Question Number 213589 by hardmath last updated on 09/Nov/24
$$\mathrm{Find}: \\ $$$$\frac{\left(\mathrm{3}\:-\:\frac{\mathrm{3}}{\mathrm{4}}\right)\centerdot\left(\mathrm{3}\:-\:\frac{\mathrm{3}}{\mathrm{5}}\right)\centerdot\left(\mathrm{3}\:-\:\frac{\mathrm{1}}{\mathrm{2}}\right)\centerdot\left(\mathrm{3}\:-\:\frac{\mathrm{3}}{\mathrm{7}}\right)\centerdot…\centerdot\left(\mathrm{3}\:-\:\frac{\mathrm{1}}{\mathrm{6}}\right)}{\mathrm{27}^{\mathrm{5}} }\:=\:? \\ $$
Answered by issac last updated on 09/Nov/24
$$\left(\frac{\mathrm{1}}{\mathrm{3}}\right)^{\mathrm{15}} \underset{{h}=\mathrm{1}} {\overset{\mathrm{15}} {\prod}}\:\left(\mathrm{3}−\frac{\mathrm{3}}{{h}+\mathrm{3}}\right)=\frac{\mathrm{1}}{\mathrm{6}} \\ $$
Commented by hardmath last updated on 09/Nov/24
$$ \\ $$Thanks a lot, is there any other easy way to do this?

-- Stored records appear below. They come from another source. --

use super::commands::{GenerateArgs, InspectArgs, ParseArgs};
use super::output::OutputFormatter;
use crate::config::AutodeployConfig;
use crate::fetch::HttpArchiveFetcher;
use crate::generate::ArtifactGenerator;
use crate::inspect::RepositoryInspector;
use crate::intent::{validate_request, IntentExtractor};
use crate::output::BundleWriter;
use crate::pipeline::{DeploymentRequest, Pipeline, RunStatus};
use crate::progress::LoggingHandler;
use anyhow::{Context, Result};
use tracing::{debug, error};

pub const EXIT_SUCCESS: i32 = 0;
pub const EXIT_FAILURE: i32 = 1;
pub const EXIT_WRITE_FAILURE: i32 = 2;

pub fn build_pipeline(config: &AutodeployConfig) -> Result<Pipeline> {
    let generator = ArtifactGenerator::new(config.generator_settings())
        .context("Failed to load deployment templates")?;
    let fetcher =
        HttpArchiveFetcher::new(config.fetch_config()).context("Failed to create HTTP client")?;

    Ok(Pipeline::new(generator)
        .with_fetcher(Box::new(fetcher))
        .with_inspector(RepositoryInspector::with_config(config.scan_config()))
        .with_progress(Box::new(LoggingHandler)))
}

fn print(output: Result<String>) -> i32 {
    match output {
        Ok(text) => {
            println!("{}", text.trim_end());
            EXIT_SUCCESS
        }
        Err(e) => {
            error!("Failed to format output: {:#}", e);
            eprintln!("Error: {:#}", e);
            EXIT_FAILURE
        }
    }
}

pub fn handle_generate(args: &GenerateArgs, config: &AutodeployConfig) -> i32 {
    let pipeline = match build_pipeline(config) {
        Ok(pipeline) => pipeline,
        Err(e) => {
            error!("{:#}", e);
            eprintln!("Error: {:#}", e);
            return EXIT_FAILURE;
        }
    };

    let mut request = DeploymentRequest::new(args.description());
    if let Some(repo) = &args.repo {
        request = request.with_repository(repo.clone());
    }
    debug!(?request, "Running pipeline");

    let outcome = match pipeline.run(&request) {
        Ok(outcome) => outcome,
        Err(e) => {
            error!("Pipeline failed: {}", e);
            eprintln!("Error: {}", e);
            return EXIT_FAILURE;
        }
    };

    if let RunStatus::Degraded { reason } = &outcome.status {
        eprintln!(
            "Warning: repository analysis skipped ({}); bundle generated from the description only",
            reason
        );
    }

    let written_to = if args.dry_run {
        None
    } else {
        let root = args
            .output_dir
            .clone()
            .unwrap_or_else(|| config.output_root.clone());
        match BundleWriter::new().write(&outcome.bundle, &root) {
            Ok(dir) => Some(dir),
            Err(e) => {
                error!("Failed to write bundle: {:#}", e);
                eprintln!("Error: {:#}", e);
                return EXIT_WRITE_FAILURE;
            }
        }
    };

    let formatter = OutputFormatter::new(args.format.into());
    print(formatter.format_outcome(&outcome, written_to.as_deref()))
}

pub fn handle_inspect(args: &InspectArgs, config: &AutodeployConfig) -> i32 {
    let inspector = RepositoryInspector::with_config(config.scan_config());
    match inspector.inspect(&args.path) {
        Ok(evidence) => print(OutputFormatter::new(args.format.into()).format_evidence(&evidence)),
        Err(e) => {
            error!("Inspection failed: {}", e);
            eprintln!("Error: {}", e);
            EXIT_FAILURE
        }
    }
}

pub fn handle_parse(args: &ParseArgs) -> i32 {
    let description = args.description();
    let text = match validate_request(&description) {
        Ok(text) => text,
        Err(e) => {
            eprintln!("Error: {}", e);
            return EXIT_FAILURE;
        }
    };

    let config = IntentExtractor::standard().parse(text);
    print(OutputFormatter::new(args.format.into()).format_config(&config))
}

Answered by mehdee7396 last updated on 09/Nov/24
$$\frac{\mathrm{3}^{\mathrm{15}} \left(\mathrm{1}−\frac{\mathrm{1}}{\mathrm{4}}\right)\left(\mathrm{1}−\frac{\mathrm{1}}{\mathrm{5}}\right)…\left(\mathrm{1}−\frac{\mathrm{1}}{\mathrm{18}}\right)}{\mathrm{3}^{\mathrm{15}} } \\ $$$$=\left(\frac{\mathrm{3}}{\mathrm{4}}\right)\left(\frac{\mathrm{4}}{\mathrm{5}}\right)\left(\frac{\mathrm{5}}{\mathrm{6}}\right)…\left(\frac{\mathrm{16}}{\mathrm{17}}\right)\left(\frac{\mathrm{17}}{\mathrm{18}}\right) \\ $$$$=\frac{\mathrm{1}}{\mathrm{6}}\: \\ $$